Major-economy government bonds rose meantime, as did crude oil prices, as Libya became the latest Middle East country to see protests against its government on Wednesday, joining Algeria, Iran, Jordan and Morocco, as well as Tunisia and Egypt, which have already seen their long-time regimes fall.
"Support for metals will continue to come from tensions in the Middle East," reckons precious-metals analyst Tom Pawlicki at brokers MF Global in Chicago.
State TV in Bahrain reported today that the military will "take every measure necessary to preserve security" after 3 more anti-government protestors were killed.
"If things continue the way they are [in Russia], I think the probability of the Egyptian scenario will grow," said former Soviet president Mikhail Gorbachev in a widely-reported radio interview on Thursday.
"I'm ashamed for us and for the country," Gorbachev also told the Novaya Gazeta newspaper, accusing the "ruling class" of being "rich and dissolute".

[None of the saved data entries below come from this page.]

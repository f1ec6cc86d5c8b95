//! Engine error taxonomy
//!
//! Expected validation outcomes are not errors; they travel as
//! [`ValidationResult::Failure`](crate::flow::ValidationResult). Everything
//! here is caught at the flow processor boundary and turned into one
//! user-facing message.

use crate::flow::{ComponentId, FlowConfigError};
use crate::ports::{ApiError, ApiErrorKind, MessagingError, MessagingErrorKind};
use crate::state::StateError;
use crate::store::StoreError;
use std::fmt;
use std::time::Duration;
use thiserror::Error;

pub const GENERIC_ERROR_MESSAGE: &str =
    "Something went wrong on our side. Please send \"menu\" to start again.";
pub const TRY_AGAIN_MESSAGE: &str =
    "We couldn't complete that right now. Please try again in a moment.";
pub const RATE_LIMIT_MESSAGE: &str =
    "You're going a little fast! Please wait a minute and then try again.";

#[derive(Debug, Error)]
pub enum FlowError {
    #[error(transparent)]
    Component(#[from] ComponentError),
    #[error(transparent)]
    System(#[from] SystemError),
    #[error(transparent)]
    Configuration(#[from] FlowConfigError),
}

impl FlowError {
    /// Text sent to the user when this error ends a request
    pub fn user_message(&self) -> &'static str {
        match self {
            FlowError::System(e) if e.kind == SystemErrorKind::RateLimit => RATE_LIMIT_MESSAGE,
            FlowError::System(_) => TRY_AGAIN_MESSAGE,
            FlowError::Component(_) | FlowError::Configuration(_) => GENERIC_ERROR_MESSAGE,
        }
    }
}

/// Structural or programmer error
#[derive(Debug, Error)]
pub struct ComponentError {
    pub kind: ComponentErrorKind,
    pub component: Option<ComponentId>,
    pub message: String,
}

impl fmt::Display for ComponentError {
    fn fmt(&self, f: &mut fmt::Formatter<'_>) -> fmt::Result {
        match self.component {
            Some(component) => write!(f, "{:?} in {}: {}", self.kind, component, self.message),
            None => write!(f, "{:?}: {}", self.kind, self.message),
        }
    }
}

impl ComponentError {
    pub fn new(kind: ComponentErrorKind, message: impl Into<String>) -> Self {
        Self {
            kind,
            component: None,
            message: message.into(),
        }
    }

    pub fn in_component(mut self, component: ComponentId) -> Self {
        self.component = Some(component);
        self
    }

    pub fn unknown_component(name: impl fmt::Display) -> Self {
        Self::new(
            ComponentErrorKind::UnknownComponent,
            format!("unknown component '{name}'"),
        )
    }

    pub fn missing_collaborator(component: ComponentId, collaborator: &str) -> Self {
        Self::new(
            ComponentErrorKind::MissingCollaborator,
            format!("{collaborator} is not configured"),
        )
        .in_component(component)
    }

    pub fn invalid_state(component: ComponentId, message: impl Into<String>) -> Self {
        Self::new(ComponentErrorKind::InvalidState, message).in_component(component)
    }
}

#[derive(Debug, Clone, Copy, PartialEq, Eq)]
pub enum ComponentErrorKind {
    UnknownComponent,
    MissingCollaborator,
    /// State write rejected by the schema
    Schema,
    /// State is missing something the component requires
    InvalidState,
}

/// Collaborator failure
#[derive(Debug, Error)]
#[error("{kind:?} failure: {message}")]
pub struct SystemError {
    pub kind: SystemErrorKind,
    pub message: String,
    pub retry_after: Option<Duration>,
}

impl SystemError {
    pub fn new(kind: SystemErrorKind, message: impl Into<String>) -> Self {
        Self {
            kind,
            message: message.into(),
            retry_after: None,
        }
    }
}

#[derive(Debug, Clone, Copy, PartialEq, Eq)]
pub enum SystemErrorKind {
    Store,
    Api,
    Messaging,
    RateLimit,
}

impl From<StoreError> for FlowError {
    fn from(e: StoreError) -> Self {
        FlowError::System(SystemError::new(SystemErrorKind::Store, e.to_string()))
    }
}

impl From<StateError> for FlowError {
    fn from(e: StateError) -> Self {
        match e {
            StateError::Store(store) => store.into(),
            schema => FlowError::Component(ComponentError::new(
                ComponentErrorKind::Schema,
                schema.to_string(),
            )),
        }
    }
}

impl From<ApiError> for FlowError {
    fn from(e: ApiError) -> Self {
        let kind = match e.kind {
            ApiErrorKind::RateLimit => SystemErrorKind::RateLimit,
            _ => SystemErrorKind::Api,
        };
        FlowError::System(SystemError {
            kind,
            message: e.message,
            retry_after: e.retry_after,
        })
    }
}

impl From<MessagingError> for FlowError {
    fn from(e: MessagingError) -> Self {
        let kind = match e.kind {
            MessagingErrorKind::RateLimit => SystemErrorKind::RateLimit,
            _ => SystemErrorKind::Messaging,
        };
        FlowError::System(SystemError {
            kind,
            message: e.message,
            retry_after: e.retry_after,
        })
    }
}
//! Tier upgrade path

use super::{
    ask_confirmation, confirmation_branch, confirmation_result, record_action, require_auth,
    require_dashboard,
};
use crate::error::FlowError;
use crate::flow::{
    ApiComponent, Branch, ComponentContext, ComponentId, FlowPath, InputComponent, Message, Step,
    ValidationResult,
};
use crate::ports::BackendApi;
use async_trait::async_trait;
use serde_json::{json, Value};

pub struct ConfirmUpgrade;

#[async_trait]
impl InputComponent for ConfirmUpgrade {
    const FIELD: &'static str = "confirmed";

    async fn prompt(&self, ctx: &ComponentContext) -> Result<(), FlowError> {
        let dashboard = require_dashboard(ctx, ComponentId::ConfirmUpgrade).await?;
        let next = dashboard.member.member_tier.saturating_add(1);
        ask_confirmation(
            ctx,
            format!("Upgrade your membership to tier {next}? Fees are charged from your balance."),
        )
        .await
    }

    async fn parse(
        &self,
        _ctx: &ComponentContext,
        reply: &Message,
    ) -> Result<ValidationResult, FlowError> {
        Ok(confirmation_result(reply))
    }

    async fn accept(
        &self,
        ctx: &ComponentContext,
        value: &Value,
    ) -> Result<Option<Branch>, FlowError> {
        confirmation_branch(ctx, value, "Upgrade cancelled.").await
    }
}

pub struct UpgradeTierApiCall;

#[async_trait]
impl ApiComponent for UpgradeTierApiCall {
    async fn call(
        &self,
        ctx: &ComponentContext,
        api: &dyn BackendApi,
    ) -> Result<ValidationResult, FlowError> {
        let auth = require_auth(ctx, ComponentId::UpgradeTierApiCall).await?;
        let dashboard = require_dashboard(ctx, ComponentId::UpgradeTierApiCall).await?;
        let tier = dashboard.member.member_tier.saturating_add(1);

        match api.upgrade_tier(&auth, tier).await {
            Ok(response) => {
                record_action(ctx, response).await?;
                ctx.send_text(format!("You're now on tier {tier}.")).await?;
                Ok(ValidationResult::success(json!({ "tier": tier })))
            }
            Err(e) => ValidationResult::from_api_error(e, "tier"),
        }
    }

    fn retry_step(&self) -> Option<Step> {
        Some(Step::new(FlowPath::UpgradeTier, ComponentId::ConfirmUpgrade))
    }
}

Thursday's geo-political news left Gold Prices little changed outside the US Dollar, however, holding flat near yesterday's 1-month highs for Euro, Sterling and Japanese Yen buyers.
"Private investors, not only in the USA but also in Asia and Europe, clearly have a different point-of-view on the actual global economic and financial situation [from] institutional market-participants," writes Wolfgang Wrzesniok-Rossbach, head of sales at German refinery Heraeus, in his latest market report.
Private individuals "are still very much on the buying side, be it due to fear of inflation or worries about distortions in the international currency markets," says Wrzesniok-Rossbach.
"However this group is not going for exchange traded products like ETFs or certificates, but for physical metal directly."
Latest data from market-development and research group the World Gold Council shows a marked drop in new ETF trust-fund and "unallocated" gold account demand in 2010, both down 45% from 2009's record peaks.
"Demand for Gold Bars...maintained an impressive rate of growth in the fourth quarter," says the WGC's new Gold Demand Trends report, "gaining 63% year-on-year.
"The annual comparison was scarcely less impressive, 56% up on 2009 levels at 713.2 tonnes...Growth in this sector was dominated by China, where investors continued to clamour for Gold Bars and coins."
Overall, the WGC's new Gold Demand Trends says, total global gold demand in 2010 rose 9% by volume to its highest level since 2000, back when the Gold Price was just 22% of last year's average level.
Global copper supplies meantime shrank from a 410,000-tonne excess of supply over demand to a 20,000-tonne surplus in 2010, according to the World Bureau of Metal Statistics.
Slipping back from this week's new record highs on Thursday, copper prices "need to fall 20%" reckons New York hedge fund Red Kite, if China – the world's No.1 buyer – is to grow its demand substantially in 2011.
"While we do not view Chinese monetary policy as a long-term threat to rising demand for commodity prices, it does increase short-term price risks," says Standard Bank's daily commodity email.
Noting that "the real deposit [interest] rate in China is still negative and remains very accommodative," the opportunity cost of holding real assets – and "especially gold – remains low," says Standard.
"However, we do view credit rationing (fewer loans) and a substantial rise in the reserve requirement ratio of banks as a greater immediate negative impact to commodity prices."